Plombs et Puys de notre Cantal, qui donc vous aima plus que moi? Dans la mémoire et le cœur duquel de vos enfants ont germé des nostalgies pareilles?
Et c’est pour vous-mêmes, exclusivement, que je vous aimai, en souvenir de quelques mois d’enfance...
D’autres remontent à vous pour y rejoindre des êtres chers, le grand-père ou l’aïeule, des parents, des amis... Ils ont quelque part place à la grande table, ou sous la cheminée...
Moi, dans ce mien pays, où je n’ai que des tombes à visiter, c’est en étranger que je marchais, que je faisais halte au soir à la table, au lit de rencontre...
Des fumées que le vent balançait au-dessus des chaumes dans le crépuscule, nul méandre, nulle spirale ne s’élevait d’un toit, d’un âtre où je fusse convié...
Du lait, qui giclait dans la gerle sous les doigts du vacher, à la porte des étables, nulle écuelle n’était tirée à mon intention...
Des tourtes et des pompes, que l’on sortait des fours, que les ménagères emportaient toutes chaudes, rousses et blanches, sur leurs têtes, pas une croûte n’avait cuit pour moi...

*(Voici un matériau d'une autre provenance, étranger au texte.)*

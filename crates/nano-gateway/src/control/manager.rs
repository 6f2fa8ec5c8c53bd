//! Service registry
//!
//! Every service gets an [`Engine`] whose pre-handler consults the service's
//! [`Control`]. Services are spaced ten priorities apart in registration
//! order; admin commands run at priority 1 ahead of all of them.

use std::collections::HashMap;
use std::path::{Path, PathBuf};
use std::sync::atomic::{AtomicI32, Ordering};
use std::sync::Arc;

use dashmap::DashSet;
use parking_lot::{Mutex, RwLock};

use super::{Control, ControlError, ControlResult, Options};
use crate::matcher::{Engine, MatcherRegistry, Rule};

/// State key under which a service's pre-handler stores its `Arc<Control>`
pub const MANAGER_KEY: &str = "manager";

/// Data folder of services that declare none
pub const DEFAULT_DATA_FOLDER: &str = "nano";

const PRIORITY_STEP: i32 = 10;

struct Service {
    control: Arc<Control>,
    engine: Arc<Engine>,
}

/// Registry of services and their controls
pub struct Manager {
    registry: Arc<MatcherRegistry>,
    data_dir: PathBuf,
    services: RwLock<HashMap<String, Service>>,
    folders: Mutex<HashMap<String, String>>,
    last_priority: AtomicI32,
    silenced: Arc<DashSet<u64>>,
}

impl Manager {
    /// Manager registering into `registry` with data folders under `data_dir`
    pub fn new(registry: Arc<MatcherRegistry>, data_dir: impl Into<PathBuf>) -> Self {
        Self {
            registry,
            data_dir: data_dir.into(),
            services: RwLock::new(HashMap::new()),
            folders: Mutex::new(HashMap::new()),
            last_priority: AtomicI32::new(0),
            silenced: Arc::new(DashSet::new()),
        }
    }

    pub fn registry(&self) -> &Arc<MatcherRegistry> {
        &self.registry
    }

    pub fn data_dir(&self) -> &Path {
        &self.data_dir
    }

    /// Register a service and return its engine
    ///
    /// The data folder is created when missing. Only the default folder may
    /// be shared between services.
    pub fn register(&self, service: &str, options: Options) -> ControlResult<Arc<Engine>> {
        let mut services = self.services.write();
        if services.contains_key(service) {
            return Err(ControlError::DuplicateService(service.to_string()));
        }

        let folder = data_folder(&options)?;
        let mut folders = self.folders.lock();
        if folder != DEFAULT_DATA_FOLDER {
            if let Some(owner) = folders.get(&folder) {
                return Err(ControlError::DuplicateFolder {
                    folder,
                    owner: owner.clone(),
                });
            }
        }
        let path = self.data_dir.join(&folder);
        std::fs::create_dir_all(&path).map_err(|source| ControlError::CreateFolder {
            path: path.clone(),
            source,
        })?;

        let priority = self.last_priority.fetch_add(PRIORITY_STEP, Ordering::SeqCst) + PRIORITY_STEP;
        let control = Arc::new(Control::new(service, priority, options));
        let engine = Engine::new(Arc::clone(&self.registry))
            .with_priority(priority)
            .with_service(service, path.clone());
        engine.use_pre_handler(gate(Arc::clone(&control), Arc::clone(&self.silenced)));
        let engine = Arc::new(engine);

        if folder != DEFAULT_DATA_FOLDER {
            folders.insert(folder, service.to_string());
        }
        services.insert(
            service.to_string(),
            Service {
                control,
                engine: Arc::clone(&engine),
            },
        );
        tracing::info!(service, priority, data_folder = %path.display(), "Service registered");
        Ok(engine)
    }

    /// Remove a service and its matchers; its data folder is kept
    pub fn delete(&self, service: &str) -> bool {
        let Some(removed) = self.services.write().remove(service) else {
            return false;
        };
        let matchers = removed.engine.delete();
        self.folders.lock().retain(|_, owner| owner != service);
        tracing::info!(service, matchers, "Service deleted");
        true
    }

    pub fn lookup(&self, service: &str) -> Option<Arc<Control>> {
        self.services.read().get(service).map(|s| Arc::clone(&s.control))
    }

    /// Every service, by ascending priority
    pub fn services(&self) -> Vec<Arc<Control>> {
        let mut controls: Vec<_> = self.services.read().values().map(|s| Arc::clone(&s.control)).collect();
        controls.sort_by_key(|c| c.priority());
        controls
    }

    /// Resume service matchers in `group`
    pub fn respond(&self, group: u64) -> bool {
        self.silenced.remove(&group).is_some()
    }

    /// Stop every service matcher in `group`; admin commands still run
    pub fn silence(&self, group: u64) -> bool {
        self.silenced.insert(group)
    }

    pub fn can_respond(&self, group: u64) -> bool {
        !self.silenced.contains(&group)
    }
}

impl std::fmt::Debug for Manager {
    fn fmt(&self, f: &mut std::fmt::Formatter<'_>) -> std::fmt::Result {
        f.debug_struct("Manager")
            .field("data_dir", &self.data_dir)
            .field("services", &self.services.read().len())
            .field("silenced", &self.silenced.len())
            .finish()
    }
}

fn data_folder(options: &Options) -> ControlResult<String> {
    let first_is = |folder: &str, f: fn(char) -> bool| folder.chars().next().is_some_and(f);

    if let Some(folder) = options.public_data_folder.as_deref().filter(|f| !f.is_empty()) {
        if first_is(folder, char::is_lowercase) {
            return Err(ControlError::FolderCase {
                kind: "public",
                folder: folder.to_string(),
                expected: "upper",
            });
        }
        return Ok(folder.to_string());
    }
    if let Some(folder) = options.private_data_folder.as_deref().filter(|f| !f.is_empty()) {
        if first_is(folder, char::is_uppercase) {
            return Err(ControlError::FolderCase {
                kind: "private",
                folder: folder.to_string(),
                expected: "lower",
            });
        }
        return Ok(folder.to_string());
    }
    Ok(DEFAULT_DATA_FOLDER.to_string())
}

/// Pre-handler of a service engine
fn gate(control: Arc<Control>, silenced: Arc<DashSet<u64>>) -> Rule {
    Rule::new(move |ctx| {
        let group = ctx.group_id();
        ctx.state.insert(MANAGER_KEY, Arc::clone(&control));
        if silenced.contains(&group) {
            return false;
        }
        control.is_enabled_in(group) && !control.is_banned_in(ctx.user_id(), group)
    })
}

#[cfg(test)]
pub(crate) mod tests {
    use std::sync::atomic::AtomicUsize;

    use super::*;
    use crate::events::EventType;
    use crate::matcher::evaluate;
    use crate::testing::{session_ctx, test_session};

    /// Fresh directory under the system temp dir
    pub(crate) fn scratch_dir() -> PathBuf {
        static NEXT: AtomicUsize = AtomicUsize::new(0);
        std::env::temp_dir().join(format!(
            "nano-control-{}-{}",
            std::process::id(),
            NEXT.fetch_add(1, Ordering::SeqCst)
        ))
    }

    #[test]
    fn test_priorities_and_folders() {
        let dir = scratch_dir();
        let manager = Manager::new(MatcherRegistry::new_shared(), &dir);

        let echo = manager.register("echo", Options::new()).unwrap();
        let weather = manager
            .register("weather", Options::new().public_data_folder("Weather"))
            .unwrap();
        let notes = manager
            .register("notes", Options::new().private_data_folder("notes"))
            .unwrap();

        assert_eq!((echo.priority(), weather.priority(), notes.priority()), (10, 20, 30));
        assert_eq!(echo.data_folder(), Some(dir.join("nano").as_path()));
        assert!(dir.join("Weather").is_dir());
        assert!(dir.join("notes").is_dir());
        assert_eq!(weather.service(), Some("weather"));

        let names: Vec<_> = manager.services().iter().map(|c| c.service().to_string()).collect();
        assert_eq!(names, vec!["echo", "weather", "notes"]);
        let _ = std::fs::remove_dir_all(dir);
    }

    #[test]
    fn test_registration_conflicts() {
        let dir = scratch_dir();
        let manager = Manager::new(MatcherRegistry::new_shared(), &dir);
        manager.register("echo", Options::new()).unwrap();
        manager
            .register("weather", Options::new().public_data_folder("Weather"))
            .unwrap();

        assert!(matches!(
            manager.register("echo", Options::new()),
            Err(ControlError::DuplicateService(_))
        ));
        assert!(matches!(
            manager.register("forecast", Options::new().public_data_folder("Weather")),
            Err(ControlError::DuplicateFolder { .. })
        ));
        assert!(matches!(
            manager.register("lower", Options::new().public_data_folder("weather")),
            Err(ControlError::FolderCase { kind: "public", .. })
        ));
        assert!(matches!(
            manager.register("upper", Options::new().private_data_folder("Notes")),
            Err(ControlError::FolderCase { kind: "private", .. })
        ));
        assert!(manager.register("shared", Options::new()).is_ok());
        let _ = std::fs::remove_dir_all(dir);
    }

    #[tokio::test]
    async fn test_gate() {
        let dir = scratch_dir();
        let session = test_session();
        let manager = Manager::new(Arc::clone(session.bot().matchers()), &dir);
        let engine = manager.register("echo", Options::new()).unwrap();
        let hits = Arc::new(AtomicUsize::new(0));
        let counter = Arc::clone(&hits);
        engine.on_message([]).handle_fn(move |ctx| {
            assert!(ctx.state.get::<Arc<Control>>(MANAGER_KEY).is_some());
            counter.fetch_add(1, Ordering::SeqCst);
        });

        let run = |content: &str| {
            let ctx = session_ctx(&session, EventType::AtMessageCreate, content);
            let matchers = session.bot().matchers().snapshot(ctx.kind());
            evaluate(ctx, matchers)
        };

        run("hi").await;
        assert_eq!(hits.load(Ordering::SeqCst), 1);

        let control = manager.lookup("echo").unwrap();
        control.disable(100);
        run("hi").await;
        control.enable(100);
        control.ban(7, 100);
        run("hi").await;
        control.permit(7, 100);
        manager.silence(100);
        run("hi").await;
        assert_eq!(hits.load(Ordering::SeqCst), 1);

        assert!(manager.respond(100));
        run("hi").await;
        assert_eq!(hits.load(Ordering::SeqCst), 2);

        assert!(manager.delete("echo"));
        assert_eq!(session.bot().matchers().total(), 0);
        let _ = std::fs::remove_dir_all(dir);
    }
}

Et lorsque je tombais à quelque endroit, sur une fête, il aurait fallu m’y mêler, pour voir comme j’aurais été reçu à la bourrée, sans personne pour dire: «C’est un tel... de là... faites-lui place», puisque je n’avais personne et n’étais de nulle part...

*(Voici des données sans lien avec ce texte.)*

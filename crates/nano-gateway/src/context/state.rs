//! Per-evaluation scratch state
//!
//! Rules write derived values here (matched prefix, command arguments, regex
//! captures) for the handler to read. Cleared before each matcher.

use std::any::Any;
use std::collections::HashMap;
use std::sync::Arc;

type Value = Arc<dyn Any + Send + Sync>;

/// String-keyed bag of typed values
#[derive(Clone, Default)]
pub struct State {
    values: HashMap<String, Value>,
}

impl State {
    #[must_use]
    pub fn new() -> Self {
        Self::default()
    }

    /// Insert a value, replacing any previous value under the key
    pub fn insert<T: Any + Send + Sync>(&mut self, key: impl Into<String>, value: T) {
        self.values.insert(key.into(), Arc::new(value));
    }

    /// Typed lookup; `None` when absent or of another type
    pub fn get<T: Any>(&self, key: &str) -> Option<&T> {
        self.values.get(key).and_then(|v| v.downcast_ref::<T>())
    }

    /// Lookup of a `String` value
    pub fn get_str(&self, key: &str) -> Option<&str> {
        self.get::<String>(key).map(String::as_str)
    }

    pub fn contains(&self, key: &str) -> bool {
        self.values.contains_key(key)
    }

    pub fn remove(&mut self, key: &str) -> bool {
        self.values.remove(key).is_some()
    }

    pub fn clear(&mut self) {
        self.values.clear();
    }

    pub fn len(&self) -> usize {
        self.values.len()
    }

    pub fn is_empty(&self) -> bool {
        self.values.is_empty()
    }
}

impl std::fmt::Debug for State {
    fn fmt(&self, f: &mut std::fmt::Formatter<'_>) -> std::fmt::Result {
        f.debug_set().entries(self.values.keys()).finish()
    }
}

#[cfg(test)]
mod tests {
    use super::*;

    #[test]
    fn test_typed_get() {
        let mut state = State::new();
        state.insert("args", "hello".to_string());
        state.insert("argv", vec!["a".to_string(), "b".to_string()]);

        assert_eq!(state.get_str("args"), Some("hello"));
        assert_eq!(state.get::<Vec<String>>("argv").map(Vec::len), Some(2));
        assert!(state.get::<u64>("args").is_none());
        assert!(state.get_str("missing").is_none());
    }

    #[test]
    fn test_clear() {
        let mut state = State::new();
        state.insert("k", 1_u32);
        let snapshot = state.clone();
        state.clear();

        assert!(state.is_empty());
        assert_eq!(snapshot.get::<u32>("k"), Some(&1));
    }
}
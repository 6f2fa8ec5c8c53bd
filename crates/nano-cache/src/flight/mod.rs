//! In-flight key tracking

mod in_flight;

pub use in_flight::InFlightSet;
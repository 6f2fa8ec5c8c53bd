//! Rules and handlers
//!
//! A rule is an async predicate over the context; a handler is the terminal
//! action of a matcher. Both are type-erased behind an `Arc` so matchers can
//! be cloned into each evaluation cheaply.

use std::future::{ready, Future};
use std::sync::Arc;

use futures::future::BoxFuture;

use crate::context::Ctx;

type RuleFn = dyn for<'a> Fn(&'a mut Ctx) -> BoxFuture<'a, bool> + Send + Sync;
type HandlerFn = dyn for<'a> Fn(&'a mut Ctx) -> BoxFuture<'a, ()> + Send + Sync;

/// Runs after a matcher's evaluation whatever its outcome
pub type PostHandler = Arc<dyn Fn(&mut Ctx) + Send + Sync>;

/// Predicate over an event context
#[derive(Clone)]
pub struct Rule(Arc<RuleFn>);

impl Rule {
    /// Rule from a synchronous predicate
    pub fn new<F>(f: F) -> Self
    where
        F: Fn(&mut Ctx) -> bool + Send + Sync + 'static,
    {
        Self::new_async(move |ctx| {
            let matched = f(ctx);
            Box::pin(ready(matched))
        })
    }

    /// Rule from a predicate that may suspend, e.g. to wait for a follow-up
    pub fn new_async<F>(f: F) -> Self
    where
        F: for<'a> Fn(&'a mut Ctx) -> BoxFuture<'a, bool> + Send + Sync + 'static,
    {
        Self(Arc::new(f))
    }

    /// Rule that always passes
    pub fn always() -> Self {
        Self::new(|_| true)
    }

    pub async fn check(&self, ctx: &mut Ctx) -> bool {
        (self.0)(ctx).await
    }
}

impl std::fmt::Debug for Rule {
    fn fmt(&self, f: &mut std::fmt::Formatter<'_>) -> std::fmt::Result {
        f.write_str("Rule")
    }
}

/// Terminal handler of a matcher
#[derive(Clone)]
pub struct Handler(Arc<HandlerFn>);

impl Handler {
    pub fn new<F>(f: F) -> Self
    where
        F: for<'a> Fn(&'a mut Ctx) -> BoxFuture<'a, ()> + Send + Sync + 'static,
    {
        Self(Arc::new(f))
    }

    /// Handler from a synchronous function
    pub fn from_fn<F>(f: F) -> Self
    where
        F: Fn(&mut Ctx) + Send + Sync + 'static,
    {
        Self::new(move |ctx| {
            f(ctx);
            Box::pin(ready(()))
        })
    }

    /// Handler that takes its own copy of the context
    ///
    /// Convenient for handlers written as `async move` blocks that only read
    /// the context.
    pub fn owned<F, Fut>(f: F) -> Self
    where
        F: Fn(Ctx) -> Fut + Send + Sync + 'static,
        Fut: Future<Output = ()> + Send + 'static,
    {
        Self::new(move |ctx| Box::pin(f(ctx.clone())))
    }

    pub async fn call(&self, ctx: &mut Ctx) {
        (self.0)(ctx).await;
    }
}

impl std::fmt::Debug for Handler {
    fn fmt(&self, f: &mut std::fmt::Formatter<'_>) -> std::fmt::Result {
        f.write_str("Handler")
    }
}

Ainsi, lorsque je revenais vers vous, n’était-ce point pour autre chose que pour vous,—ô Plombs et Puys, où s’assouvissait ma passion de silence et de solitude,—et vous pouvez croire que mon but n’était pas de prendre des notes, et d’amasser des documents pour les livrer, un jour, lorsque la nécessité me contraindrait à de la copie; tout ce que je rapportais de vous, c’était, glissée entre deux feuillets de mon poète de ce moment-là, quelqu’une de ces violettes rétives, de ces chétifs œillets qui poussent sur vos plateaux et dans vos précipices; c’était, dans ma valise, quelque lambeau de caillou, quelque tronçon de lave et de basalte qui, loin de la montagne, me composaient des reliques aussi précieuses que les bribes d’os ou les rogatons de chair calcinée d’un martyr pour les fidèles.